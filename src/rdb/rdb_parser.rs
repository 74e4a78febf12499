use std::collections::HashMap;

use bytes::Bytes;
use tracing::debug;

use crate::{
    key_value_store::{DataType, KeyValueStore},
    rdb::{
        RdbError,
        opcode::{OpCodeResponse, parse_magic_string, parse_opcode},
    },
};

/// A fully decoded snapshot.
#[derive(Debug)]
pub struct RdbParser {
    pub version: u32,
    pub metadata: HashMap<Bytes, Bytes>,
    pub db_number: Option<usize>,
    pub hash_table_size: Option<usize>,
    pub expiry_hash_table_size: Option<usize>,
    /// Every key in the snapshot, expired ones included. Expired keys are
    /// simply never visible afterwards.
    pub key_value_store: KeyValueStore,
    pub checksum: [u8; 8],
}

impl RdbParser {
    /// Decodes a complete snapshot held in memory.
    ///
    /// # Returns
    ///
    /// * `Ok(RdbParser)` - The snapshot up to and including its end-of-file marker
    /// * `Err(RdbError::UnexpectedEof)` - If the buffer ends before the end-of-file marker
    /// * `Err(RdbError::...)` - For any other malformed section
    pub fn parse(buffer: &[u8]) -> Result<RdbParser, RdbError> {
        let (version, mut cursor) = parse_magic_string(buffer)?;

        let mut parser = RdbParser {
            version,
            metadata: HashMap::new(),
            db_number: None,
            hash_table_size: None,
            expiry_hash_table_size: None,
            key_value_store: KeyValueStore::new(),
            checksum: [0; 8],
        };

        loop {
            let (section, bytes_read) = parse_opcode(buffer, cursor)?;
            cursor += bytes_read;

            match section {
                OpCodeResponse::Metadata { key, value } => {
                    parser.metadata.insert(key, value);
                }
                OpCodeResponse::ResizeDb {
                    db_hash_table_size,
                    expiry_hash_table_size,
                } => {
                    parser.hash_table_size = Some(db_hash_table_size);
                    parser.expiry_hash_table_size = Some(expiry_hash_table_size);
                }
                OpCodeResponse::Database { database_number } => {
                    parser.db_number = Some(database_number);
                }
                OpCodeResponse::KeyValue {
                    key,
                    value,
                    expiration,
                } => {
                    parser
                        .key_value_store
                        .insert(key, DataType::String(value), expiration);
                }
                OpCodeResponse::EndOfFile { checksum } => {
                    parser.checksum = checksum;
                    break;
                }
            }
        }

        if cursor < buffer.len() {
            debug!(trailing = buffer.len() - cursor, "ignoring bytes after end of snapshot");
        }

        Ok(parser)
    }
}
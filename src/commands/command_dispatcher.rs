//! Verb lookup, transaction queueing and write propagation.
//!
//! Every request passes through [`dispatch_frame`]. The verb is looked up in
//! a table keyed by its uppercased name; the entry carries the handler, its
//! Redis-style arity and whether it mutates the keyspace. Successful writes
//! issued by ordinary clients on a primary are forwarded to replicas in the
//! same step.

use std::{collections::HashMap, sync::LazyLock};

use bytes::Bytes;
use tracing::{debug, warn};

use crate::{
    commands::{
        CommandContext, CommandError, CommandHandler, CommandResult,
        command_utils::is_keyword,
        config_get::config_get,
        echo::echo,
        get::get,
        incr::incr,
        info::info,
        keys::keys,
        ping::ping,
        replication::{psync, replconf, wait},
        set::set,
        transactions::{discard, exec, multi},
        type_command::type_command,
        xadd::xadd,
        xrange::xrange,
        xread::xread,
    },
    resp::{Frame, RespValue},
    state::{ClientId, ClientKind, ServerState},
};

type Handler =
    fn(&mut ServerState, &CommandContext, Vec<Bytes>) -> Result<CommandResult, CommandError>;

#[derive(Debug, Clone, Copy, PartialEq, Eq)]
pub enum CommandKind {
    Read,
    Write,
}

pub struct CommandSpec {
    pub handler: Handler,
    pub kind: CommandKind,
    /// Number of words including the verb; negative means "at least".
    pub arity: i32,
}

impl CommandSpec {
    fn read(handler: Handler, arity: i32) -> Self {
        CommandSpec {
            handler,
            kind: CommandKind::Read,
            arity,
        }
    }

    fn write(handler: Handler, arity: i32) -> Self {
        CommandSpec {
            handler,
            kind: CommandKind::Write,
            arity,
        }
    }

    pub fn check_arity(&self, command: &CommandHandler) -> Result<(), CommandError> {
        let words = command.arguments.len() as i32 + 1;

        let valid = if self.arity >= 0 {
            words == self.arity
        } else {
            words >= -self.arity
        };

        if !valid {
            return Err(CommandError::WrongNumberOfArguments(
                command.name.to_lowercase().replace(' ', "|"),
            ));
        }

        Ok(())
    }
}

static COMMAND_TABLE: LazyLock<HashMap<&'static str, CommandSpec>> = LazyLock::new(|| {
    HashMap::from([
        ("PING", CommandSpec::read(ping, -1)),
        ("ECHO", CommandSpec::read(echo, 2)),
        ("GET", CommandSpec::read(get, 2)),
        ("SET", CommandSpec::write(set, -3)),
        ("INCR", CommandSpec::write(incr, 2)),
        ("TYPE", CommandSpec::read(type_command, 2)),
        ("KEYS", CommandSpec::read(keys, 2)),
        ("XADD", CommandSpec::write(xadd, -5)),
        ("XRANGE", CommandSpec::read(xrange, 4)),
        ("XREAD", CommandSpec::read(xread, -4)),
        ("MULTI", CommandSpec::read(multi, 1)),
        ("EXEC", CommandSpec::read(exec, 1)),
        ("DISCARD", CommandSpec::read(discard, 1)),
        ("CONFIG GET", CommandSpec::read(config_get, -2)),
        ("INFO", CommandSpec::read(info, -1)),
        ("REPLCONF", CommandSpec::read(replconf, -3)),
        ("PSYNC", CommandSpec::read(psync, 3)),
        ("WAIT", CommandSpec::read(wait, 3)),
    ])
});

/// Verbs that are executed immediately even while a transaction is queueing.
const TRANSACTION_CONTROL: [&str; 3] = ["MULTI", "EXEC", "DISCARD"];

pub fn lookup(name: &str) -> Option<&'static CommandSpec> {
    COMMAND_TABLE.get(name)
}

/// What the connection should see after a request was dispatched.
#[derive(Debug, PartialEq)]
pub enum DispatchOutcome {
    Reply(Bytes),
    /// The client is blocked; its reply comes later.
    Suspended,
    Silent,
}

pub fn dispatch_frame(
    state: &mut ServerState,
    context: &CommandContext,
    frame: Frame,
) -> DispatchOutcome {
    match CommandHandler::new(frame) {
        Ok(command) => dispatch_command(state, context, command),
        Err(e) => DispatchOutcome::Reply(e.as_resp().encode()),
    }
}

pub fn dispatch_command(
    state: &mut ServerState,
    context: &CommandContext,
    command: CommandHandler,
) -> DispatchOutcome {
    if state.transactions.is_queuing(context.client_id)
        && !TRANSACTION_CONTROL.contains(&command.name.as_str())
    {
        return DispatchOutcome::Reply(queue_command(state, context, command).encode());
    }

    match execute_command(state, context, &command) {
        Ok(CommandResult::Response(response)) => DispatchOutcome::Reply(response.encode()),
        Ok(CommandResult::NoResponse) => DispatchOutcome::Silent,
        Ok(CommandResult::Blocked) => DispatchOutcome::Suspended,
        Ok(CommandResult::Sync(reply)) => DispatchOutcome::Reply(reply),
        Ok(CommandResult::Batch(commands)) => {
            DispatchOutcome::Reply(run_transaction_commands(state, context, commands).encode())
        }
        Err(e) => DispatchOutcome::Reply(e.as_resp().encode()),
    }
}

/// Applies a frame received over the link to the primary. Only the reply to
/// `REPLCONF GETACK` is returned; everything else is applied silently.
pub fn dispatch_from_master(
    state: &mut ServerState,
    client_id: ClientId,
    frame: Frame,
) -> Option<Bytes> {
    let command = match CommandHandler::new(frame) {
        Ok(command) => command,
        Err(e) => {
            warn!(error = %e, "ignoring malformed frame from primary");
            return None;
        }
    };

    let is_getack = command.name == "REPLCONF"
        && command
            .arguments
            .first()
            .is_some_and(|option| is_keyword(option, "GETACK"));

    let context = CommandContext::new(client_id, ClientKind::Master);

    match dispatch_command(state, &context, command) {
        DispatchOutcome::Reply(reply) if is_getack => Some(reply),
        DispatchOutcome::Reply(reply) => {
            debug!(reply = ?reply, "suppressed reply to primary");
            None
        }
        DispatchOutcome::Suspended | DispatchOutcome::Silent => None,
    }
}

/// Validates a command and appends it to the client's transaction queue.
/// Unknown verbs and bad arity are reported immediately and not queued.
fn queue_command(
    state: &mut ServerState,
    context: &CommandContext,
    command: CommandHandler,
) -> RespValue {
    let validation = lookup(&command.name)
        .ok_or_else(|| unknown_command(&command))
        .and_then(|spec| spec.check_arity(&command));

    if let Err(e) = validation {
        return e.as_resp();
    }

    match state.transactions.add_to_transaction(context.client_id, command) {
        Ok(()) => RespValue::SimpleString("QUEUED".to_string()),
        Err(e) => CommandError::from(e).as_resp(),
    }
}

/// Runs one command: arity and role checks, the handler itself, and
/// propagation of successful writes.
pub fn execute_command(
    state: &mut ServerState,
    context: &CommandContext,
    command: &CommandHandler,
) -> Result<CommandResult, CommandError> {
    let spec = lookup(&command.name).ok_or_else(|| unknown_command(command))?;
    spec.check_arity(command)?;

    let is_write = spec.kind == CommandKind::Write;
    let from_client = context.client_kind == ClientKind::Normal;

    if is_write && from_client && state.replication.role.is_replica() {
        return Err(CommandError::ReadOnlyReplica);
    }

    let result = (spec.handler)(state, context, command.arguments.clone())?;

    if is_write && from_client && !state.replication.role.is_replica() {
        state.replication.propagate(&command.input);
    }

    Ok(result)
}

/// Executes the commands queued by MULTI, collecting one reply per command.
/// Each write is propagated on its own.
fn run_transaction_commands(
    state: &mut ServerState,
    context: &CommandContext,
    commands: Vec<CommandHandler>,
) -> RespValue {
    let context = context.for_transaction();

    let responses = commands
        .into_iter()
        .map(|command| match execute_command(state, &context, &command) {
            Ok(CommandResult::Response(response)) => response,
            Ok(CommandResult::NoResponse | CommandResult::Blocked) => RespValue::NullBulkString,
            Ok(CommandResult::Sync(_) | CommandResult::Batch(_)) => RespValue::Error(format!(
                "ERR {} is not allowed inside a transaction",
                command.name
            )),
            Err(e) => e.as_resp(),
        })
        .collect();

    RespValue::Array(responses)
}

fn unknown_command(command: &CommandHandler) -> CommandError {
    let name = command
        .input
        .first()
        .map(|name| String::from_utf8_lossy(name).into_owned())
        .unwrap_or_default();

    CommandError::UnknownCommand(name)
}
======
Scan the listing above for the word "version" and copy every line that holds it.

## Answer for the task
    pub version: u32,
        let (version, mut cursor) = parse_magic_string(buffer)?;
            version,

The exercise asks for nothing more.